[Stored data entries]
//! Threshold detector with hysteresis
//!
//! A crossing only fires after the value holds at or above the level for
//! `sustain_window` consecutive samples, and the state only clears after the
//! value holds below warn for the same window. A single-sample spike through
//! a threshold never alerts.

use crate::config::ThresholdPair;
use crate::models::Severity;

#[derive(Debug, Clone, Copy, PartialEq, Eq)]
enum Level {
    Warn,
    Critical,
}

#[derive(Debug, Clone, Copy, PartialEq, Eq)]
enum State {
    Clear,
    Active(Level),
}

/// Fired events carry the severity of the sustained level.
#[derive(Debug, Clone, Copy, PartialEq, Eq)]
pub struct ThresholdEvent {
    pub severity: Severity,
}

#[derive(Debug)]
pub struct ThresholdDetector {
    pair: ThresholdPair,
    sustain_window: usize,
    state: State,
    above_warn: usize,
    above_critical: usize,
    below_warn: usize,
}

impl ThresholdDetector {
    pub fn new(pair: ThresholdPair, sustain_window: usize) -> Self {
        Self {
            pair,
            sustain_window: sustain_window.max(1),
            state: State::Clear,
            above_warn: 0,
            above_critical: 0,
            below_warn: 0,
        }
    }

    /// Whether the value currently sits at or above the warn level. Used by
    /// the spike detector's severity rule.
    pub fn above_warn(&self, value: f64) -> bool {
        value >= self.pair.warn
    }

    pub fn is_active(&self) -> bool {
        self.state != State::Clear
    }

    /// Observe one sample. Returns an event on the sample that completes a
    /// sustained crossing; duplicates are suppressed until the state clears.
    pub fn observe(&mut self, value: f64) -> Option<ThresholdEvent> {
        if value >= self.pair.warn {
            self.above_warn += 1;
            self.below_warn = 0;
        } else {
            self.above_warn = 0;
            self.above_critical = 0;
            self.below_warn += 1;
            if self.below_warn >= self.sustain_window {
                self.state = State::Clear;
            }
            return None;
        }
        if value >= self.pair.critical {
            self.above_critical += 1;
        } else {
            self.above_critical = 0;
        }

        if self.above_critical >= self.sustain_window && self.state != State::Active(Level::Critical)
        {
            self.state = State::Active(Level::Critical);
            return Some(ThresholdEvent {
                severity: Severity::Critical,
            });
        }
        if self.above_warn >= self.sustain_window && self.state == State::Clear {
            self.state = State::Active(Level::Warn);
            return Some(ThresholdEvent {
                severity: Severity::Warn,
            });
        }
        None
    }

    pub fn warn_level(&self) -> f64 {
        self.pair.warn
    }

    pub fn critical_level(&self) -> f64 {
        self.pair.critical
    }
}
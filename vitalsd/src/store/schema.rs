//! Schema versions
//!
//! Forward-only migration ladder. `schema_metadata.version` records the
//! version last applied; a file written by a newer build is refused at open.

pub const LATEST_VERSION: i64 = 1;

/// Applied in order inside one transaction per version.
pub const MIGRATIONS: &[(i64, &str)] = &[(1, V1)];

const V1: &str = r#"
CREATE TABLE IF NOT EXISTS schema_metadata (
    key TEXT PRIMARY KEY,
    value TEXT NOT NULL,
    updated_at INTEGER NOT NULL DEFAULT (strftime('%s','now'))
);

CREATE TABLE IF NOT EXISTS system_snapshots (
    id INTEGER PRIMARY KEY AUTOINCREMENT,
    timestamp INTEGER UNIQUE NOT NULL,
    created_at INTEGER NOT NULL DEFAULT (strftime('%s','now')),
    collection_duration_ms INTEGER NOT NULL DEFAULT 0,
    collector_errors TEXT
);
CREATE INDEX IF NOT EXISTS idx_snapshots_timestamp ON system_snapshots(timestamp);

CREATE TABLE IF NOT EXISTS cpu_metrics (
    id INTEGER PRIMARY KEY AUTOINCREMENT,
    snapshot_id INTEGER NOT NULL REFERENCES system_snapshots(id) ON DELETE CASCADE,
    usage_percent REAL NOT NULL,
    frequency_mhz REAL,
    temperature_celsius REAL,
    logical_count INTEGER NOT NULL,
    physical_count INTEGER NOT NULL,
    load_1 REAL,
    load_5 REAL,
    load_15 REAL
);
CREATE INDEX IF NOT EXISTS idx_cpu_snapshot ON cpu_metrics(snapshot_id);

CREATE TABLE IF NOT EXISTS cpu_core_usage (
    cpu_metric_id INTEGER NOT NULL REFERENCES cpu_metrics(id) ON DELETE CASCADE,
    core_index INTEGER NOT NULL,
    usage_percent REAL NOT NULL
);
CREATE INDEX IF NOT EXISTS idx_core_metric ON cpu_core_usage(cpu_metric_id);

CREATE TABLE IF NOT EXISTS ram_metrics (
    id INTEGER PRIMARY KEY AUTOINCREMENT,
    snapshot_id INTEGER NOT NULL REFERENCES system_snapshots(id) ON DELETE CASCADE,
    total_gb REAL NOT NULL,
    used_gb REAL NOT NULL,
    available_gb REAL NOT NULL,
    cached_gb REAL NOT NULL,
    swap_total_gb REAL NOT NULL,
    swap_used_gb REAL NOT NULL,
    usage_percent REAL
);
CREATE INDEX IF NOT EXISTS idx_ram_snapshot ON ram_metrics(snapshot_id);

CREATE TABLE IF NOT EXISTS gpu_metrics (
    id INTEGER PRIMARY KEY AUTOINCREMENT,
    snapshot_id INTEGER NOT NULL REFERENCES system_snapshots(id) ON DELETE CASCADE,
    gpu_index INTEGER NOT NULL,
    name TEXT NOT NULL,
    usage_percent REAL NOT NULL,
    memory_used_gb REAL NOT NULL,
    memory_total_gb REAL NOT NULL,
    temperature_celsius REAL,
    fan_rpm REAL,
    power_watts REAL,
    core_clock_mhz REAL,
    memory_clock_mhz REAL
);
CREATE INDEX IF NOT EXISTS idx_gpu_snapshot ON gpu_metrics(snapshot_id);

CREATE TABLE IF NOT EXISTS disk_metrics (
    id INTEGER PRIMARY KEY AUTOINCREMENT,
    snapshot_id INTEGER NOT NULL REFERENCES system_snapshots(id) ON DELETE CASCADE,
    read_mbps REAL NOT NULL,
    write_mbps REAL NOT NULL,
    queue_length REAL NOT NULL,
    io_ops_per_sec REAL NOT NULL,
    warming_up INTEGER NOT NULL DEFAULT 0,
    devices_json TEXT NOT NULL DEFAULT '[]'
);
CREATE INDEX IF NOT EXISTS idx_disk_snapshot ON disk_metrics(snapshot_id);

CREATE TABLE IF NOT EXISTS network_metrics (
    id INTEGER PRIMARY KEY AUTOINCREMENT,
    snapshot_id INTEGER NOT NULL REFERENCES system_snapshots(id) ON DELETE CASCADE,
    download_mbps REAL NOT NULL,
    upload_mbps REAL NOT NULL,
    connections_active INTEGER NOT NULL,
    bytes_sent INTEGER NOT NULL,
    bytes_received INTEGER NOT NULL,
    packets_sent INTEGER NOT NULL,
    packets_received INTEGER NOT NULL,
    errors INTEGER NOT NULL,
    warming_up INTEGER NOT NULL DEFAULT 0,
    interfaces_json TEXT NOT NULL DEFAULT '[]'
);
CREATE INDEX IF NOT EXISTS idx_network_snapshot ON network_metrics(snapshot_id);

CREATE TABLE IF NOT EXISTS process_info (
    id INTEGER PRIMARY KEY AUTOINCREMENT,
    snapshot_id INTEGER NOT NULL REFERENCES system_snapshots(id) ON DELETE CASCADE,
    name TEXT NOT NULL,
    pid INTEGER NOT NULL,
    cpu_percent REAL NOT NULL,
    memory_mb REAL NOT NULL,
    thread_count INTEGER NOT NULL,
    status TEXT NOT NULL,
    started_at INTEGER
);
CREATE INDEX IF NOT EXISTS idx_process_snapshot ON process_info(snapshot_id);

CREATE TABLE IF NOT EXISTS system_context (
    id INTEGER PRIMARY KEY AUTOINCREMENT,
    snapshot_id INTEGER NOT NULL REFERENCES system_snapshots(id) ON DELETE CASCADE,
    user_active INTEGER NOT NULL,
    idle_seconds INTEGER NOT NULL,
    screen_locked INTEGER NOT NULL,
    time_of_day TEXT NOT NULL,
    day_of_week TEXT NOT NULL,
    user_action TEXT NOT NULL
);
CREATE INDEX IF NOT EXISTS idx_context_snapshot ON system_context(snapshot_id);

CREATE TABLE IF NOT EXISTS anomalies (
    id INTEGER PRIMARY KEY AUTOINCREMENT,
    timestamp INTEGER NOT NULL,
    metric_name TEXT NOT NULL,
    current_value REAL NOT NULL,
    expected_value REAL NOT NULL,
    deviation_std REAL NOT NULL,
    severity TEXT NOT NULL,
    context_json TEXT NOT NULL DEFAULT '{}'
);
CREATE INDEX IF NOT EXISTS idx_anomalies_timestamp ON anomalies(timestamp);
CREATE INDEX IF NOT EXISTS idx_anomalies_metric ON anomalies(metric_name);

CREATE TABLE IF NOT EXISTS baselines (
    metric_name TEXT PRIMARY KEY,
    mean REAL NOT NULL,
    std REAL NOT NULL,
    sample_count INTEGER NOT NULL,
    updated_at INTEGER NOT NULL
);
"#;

#### Task brief
The number alone, please: how many lines in the data contain the string "DEFAULT"?

#### Output of the exercise
8